Read the whole thing. I was particularly struck by Rep. Bush’s fellow Ndifon acolyte “Chris Chris,” who proclaimed: “We just murdered coronavirus, son!… I don’t care, bring people with AIDS. Bring the paralyzed people. The paralyzed people are gonna get healed and start breakdancing. The AIDS people, they’re gonna be able to donate blood.”
Now, this is America and you can believe whatever you want. If you genuinely believe the power of faith can cast out the demons that are causing your physical ailments, well, good luck with that. I saw through Ernest Angley (R.I.P.) the first time I saw him on TV when I was eight years old, but a lot of people believe in that stuff and they’re welcome to it.
And the believers might not be who you expect. For example, in a 2014 episode of Comedy Central’s Nathan for You, Nathan Fielder pranked a California real estate agent into agreeing to his scheme to sell “ghost-free houses,” and he got more than he bargained for when he hired an exorcist to cleanse one of the homes she was trying to sell:
You never know who’s going to believe things like this. It takes all kinds, that’s what I say.

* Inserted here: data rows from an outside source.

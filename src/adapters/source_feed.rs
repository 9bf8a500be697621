//! Data feed for one source on top of raw payloads.

use std::sync::Arc;

use tracing::debug;

use crate::domain::asset::Source;
use crate::domain::bar::BarSet;
use crate::domain::error::TrendstopError;
use crate::domain::normalize::SourceKind;
use crate::domain::price::Price;
use crate::domain::resample::resample;
use crate::domain::resolution::Resolution;
use crate::domain::series::OhlcSeries;
use crate::ports::data_feed_port::DataFeedPort;
use crate::ports::payload_port::PayloadPort;

pub struct SourceFeed {
    source: Source,
    payloads: Arc<dyn PayloadPort>,
}

impl SourceFeed {
    pub fn new(source: Source, payloads: Arc<dyn PayloadPort>) -> Self {
        Self { source, payloads }
    }

    fn kind(&self) -> SourceKind {
        self.source.kind()
    }
}

impl DataFeedPort for SourceFeed {
    fn retrieve_ohlc(
        &self,
        source_id: &str,
        resolution: Resolution,
    ) -> Result<OhlcSeries, TrendstopError> {
        let kind = self.kind();
        let upstream = kind.upstream_resolution(resolution)?;
        let payload = self.payloads.fetch_bars(self.source, source_id, upstream)?;

        let mut barset = BarSet::new();
        for raw in kind.extract_records(&payload)? {
            let bar = kind.normalize(raw).inspect_err(|e| {
                debug!(
                    asset_id = %format!("{}:{}", self.source, source_id),
                    source = %self.source,
                    error = %e,
                    "malformed record"
                );
            })?;
            barset.insert(kind.adjust_for_resolution(bar, upstream));
        }

        let series = OhlcSeries::from_barset(&barset)?;
        debug!(
            source = %self.source,
            source_id,
            %upstream,
            rows = series.len(),
            "normalized payload"
        );

        if upstream == resolution {
            Ok(series)
        } else {
            Ok(resample(&series, resolution))
        }
    }

    fn retrieve_asset_name(&self, source_id: &str) -> Result<String, TrendstopError> {
        let kind = self.kind();
        if kind == SourceKind::Kraken {
            return kind.asset_name(&serde_json::Value::Null, source_id);
        }
        let metadata = self.payloads.fetch_metadata(self.source, source_id)?;
        kind.asset_name(&metadata, source_id)
    }

    fn retrieve_price(&self, source_id: &str) -> Result<Price, TrendstopError> {
        let payload = self.payloads.fetch_price(self.source, source_id)?;
        self.kind().price(&payload)
    }
}
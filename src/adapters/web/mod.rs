//! HTTP API adapter.
//!
//! JSON endpoints for prices and trailing stops, and a plain-text
//! correlation matrix.

mod error;
mod handlers;

pub use error::WebError;
pub use handlers::*;

use axum::{Router, routing::get};
use std::sync::Arc;

use crate::domain::feed_registry::FeedRegistry;
use crate::domain::strategy::StrategySettings;
use crate::ports::asset_cache_port::AssetCachePort;
use crate::ports::clock_port::ClockPort;

pub struct AppState {
    pub registry: FeedRegistry,
    pub cache: Arc<dyn AssetCachePort>,
    pub settings: StrategySettings,
    pub clock: Arc<dyn ClockPort>,
}

pub fn build_router(state: AppState) -> Router {
    Router::new()
        .route("/", get(handlers::health))
        .route("/price/{fqn_id}", get(handlers::price))
        .route("/price_bulk", get(handlers::price_bulk))
        .route("/stop_loss_atr/{fqn_id}", get(handlers::stop_loss_atr))
        .route("/stop_loss_atr_bulk", get(handlers::stop_loss_atr_bulk))
        .route("/correlations", get(handlers::correlations))
        .fallback(handlers::not_found)
        .with_state(Arc::new(state))
}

But back to the point here: Cori Bush is a faith healer. There’s a faith healer in Congress. Possibly more than one, but Bush is the one we know about.
How did we not know this until today? Isn’t this newsworthy?
Can you imagine the media firestorm if a congressional Republican was a faith healer who claimed to have cured him- or herself of COVID-19? CNN, MSNBC, the NYT, and all the rest would present it as evidence that Republicans are a bunch of drooling redneck rubes. The guffaws from the #PartyOfScience would be deafening. The late-night comedians would show clips of convulsing Pentecostal snake-handlers and quip, “That GOP retreat looks like fun, huh?” I can just picture the smirk on Stephen Colbert’s face, although it’s impossible to picture him without it.
But because Cori Bush is a Democrat and a woman of color and a member of “The Squad,” this is what you’ll hear instead:
It’s good to be a Democrat!
P.S. To the smart alecks asking me why Rep. Bush didn’t just cure herself: Obviously, the evil demons that infected her with COVID-19 were also preventing her from using her faith-healing powers. Educate yourselves, people.